Mar. 4 -- Battle lines are forming between airline passengers and private plane operators over who should pay for the nation's air traffic control system.
The battlefield is an upcoming bill in Congress to reauthorize funding for the Federal Aviation Administration, an agency that operates on about $14 billion annually.
The bill, which is yet to be introduced, would shift some of the burden for funding the FAA from commercial airline passengers to private plane and jet operators.
Airlines support the change because it would eliminate a 7.5 percent ticket tax passengers pay and, if air traffic control improvements result, reduce delays and cancellations.
"What we are doing is trying to build a new air traffic control system that can handle the loads," said David Stempler, President of the Air Travelers Association.
"A city like Las Vegas that is very dependent on air transportation ... would be really affected," he said.
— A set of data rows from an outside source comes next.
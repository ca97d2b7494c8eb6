//! Reference-counted device buffers

use crate::dtype::{DType, Element};
use crate::error::Result;
use crate::runtime::Runtime;
use std::sync::Arc;

/// A device buffer shared by an array and every view of it
///
/// Cloning bumps a reference count. The buffer is released through
/// [`Runtime::deallocate`] when the last array or view holding it drops.
pub struct Storage<R: Runtime> {
    inner: Arc<Buffer<R>>,
}

struct Buffer<R: Runtime> {
    /// Device address (a host pointer on the CPU runtime)
    ptr: u64,
    /// Element count
    len: usize,
    dtype: DType,
    device: R::Device,
}

impl<R: Runtime> Storage<R> {
    /// Zero-filled buffer of `len` elements
    pub fn new(len: usize, dtype: DType, device: &R::Device) -> Result<Self> {
        let ptr = R::allocate(len * dtype.size_in_bytes(), device)?;
        Ok(Self::wrap(ptr, len, dtype, device))
    }

    /// Buffer holding a copy of `data`
    pub fn from_slice<T: Element>(data: &[T], device: &R::Device) -> Result<Self> {
        let bytes: &[u8] = bytemuck::cast_slice(data);
        let ptr = R::allocate(bytes.len(), device)?;
        // Wrap before copying so a failed copy still frees the allocation
        let storage = Self::wrap(ptr, data.len(), T::DTYPE, device);
        R::copy_to_device(bytes, ptr, device)?;
        Ok(storage)
    }

    fn wrap(ptr: u64, len: usize, dtype: DType, device: &R::Device) -> Self {
        Self {
            inner: Arc::new(Buffer {
                ptr,
                len,
                dtype,
                device: device.clone(),
            }),
        }
    }

    /// Device address of the first element
    #[inline]
    pub fn ptr(&self) -> u64 {
        self.inner.ptr
    }

    /// Number of elements
    #[inline]
    pub fn len(&self) -> usize {
        self.inner.len
    }

    /// Whether the buffer holds no elements
    #[inline]
    pub fn is_empty(&self) -> bool {
        self.inner.len == 0
    }

    /// Element type
    #[inline]
    pub fn dtype(&self) -> DType {
        self.inner.dtype
    }

    /// Device the buffer lives on
    #[inline]
    pub fn device(&self) -> &R::Device {
        &self.inner.device
    }

    /// Requested size in bytes (before any allocator rounding)
    #[inline]
    pub fn size_in_bytes(&self) -> usize {
        self.inner.len * self.inner.dtype.size_in_bytes()
    }

    /// Whether `self` and `other` are the same buffer
    #[inline]
    pub fn same_buffer(&self, other: &Self) -> bool {
        Arc::ptr_eq(&self.inner, &other.inner)
    }
}

impl<R: Runtime> Clone for Storage<R> {
    fn clone(&self) -> Self {
        Self {
            inner: Arc::clone(&self.inner),
        }
    }
}

impl<R: Runtime> Drop for Buffer<R> {
    fn drop(&mut self) {
        if self.ptr != 0 {
            R::deallocate(self.ptr, self.len * self.dtype.size_in_bytes(), &self.device);
        }
    }
}

impl<R: Runtime> std::fmt::Debug for Storage<R> {
    fn fmt(&self, f: &mut std::fmt::Formatter<'_>) -> std::fmt::Result {
        f.debug_struct("Storage")
            .field("ptr", &format_args!("0x{:x}", self.inner.ptr))
            .field("len", &self.inner.len)
            .field("dtype", &self.inner.dtype)
            .field("views", &Arc::strong_count(&self.inner))
            .finish()
    }
}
Airline flights are responsible for about 73 percent of the cost of operating the nation's air traffic control system, according to the FAA.
But under the current system ticket taxes from airline passengers account for 95 percent of the FAA's trust fund, a pool of money that represents $11 billion, or nearly 80 percent of the FAA's annual funding.
"We are overpaying," said Stempler, whose organization represents airline passengers. "The people in the corporate jets, the charter jets ... they are not paying their fair share."
For example, a Boeing 737 like the kind Southwest Airlines would fly into McCarran International Airport might use the same amount of air traffic control resources as a Cirrus SR22. But the 737 contributes a ticket tax from as many as 137 passengers on board.
The Cirrus, with four or fewer people, contributes only through fuel taxes.
General aviation, which the FAA says is responsible for about 16 percent of the cost, pays just 3 percent. Under the new system, general aviation's share of the bill would increase to 11 percent, according to the FAA.
Locally, about 402,000 commercial flights use the airspace of McCarran International Airport annually, carrying about 42 million passengers. In 2006 there were about 64,000 general aviation flights at McCarran, 197,000 at the North Las Vegas Airport and 58,000 at Henderson Executive Airport.
Independent pilots, air charter services and private jet users vehemently oppose the change because lost ticket tax revenue would be replaced by a near tripling of the fuel tax for general aviation craft. There would also be user fees for commercial airliners.
The private operators purchased nearly 29 million gallons of the most common jet fuel in 2006 at the three airports, meaning the new tax would have added about $13.8 million to fuel costs.
"If we thought we could raise prices, we probably already would have," said John Sullivan, CEO of Las Vegas-based Sundance Helicopters, a longtime Grand Canyon air tour operator.
"In the marketplace of things to do in Las Vegas, at some point we are just priced out of that market."
General aviation now pays a tax of 21.8 cents per gallon of jet fuel and 19.3 cents for aviation gasoline. Under the FAA's proposed budget, general aviation would pay 70 cents per gallon on both.
The tax commercial airlines pay for fuel would increase from 4.3 cents to 13.6 per gallon.
It also would allow airports to increase passenger facility charges to as much as $6. The charge at McCarran is now $3. It raised nearly $86 million in 2006, money that goes toward projects like runway and taxiway improvements.
"We find nothing in there that we would truly oppose," said Rosemary Vassiliadis, deputy director of the Clark County Department of Aviation.
People affiliated with general aviation, business and corporate travel and charters say they are especially worried because the amount of some fees hasn't been set.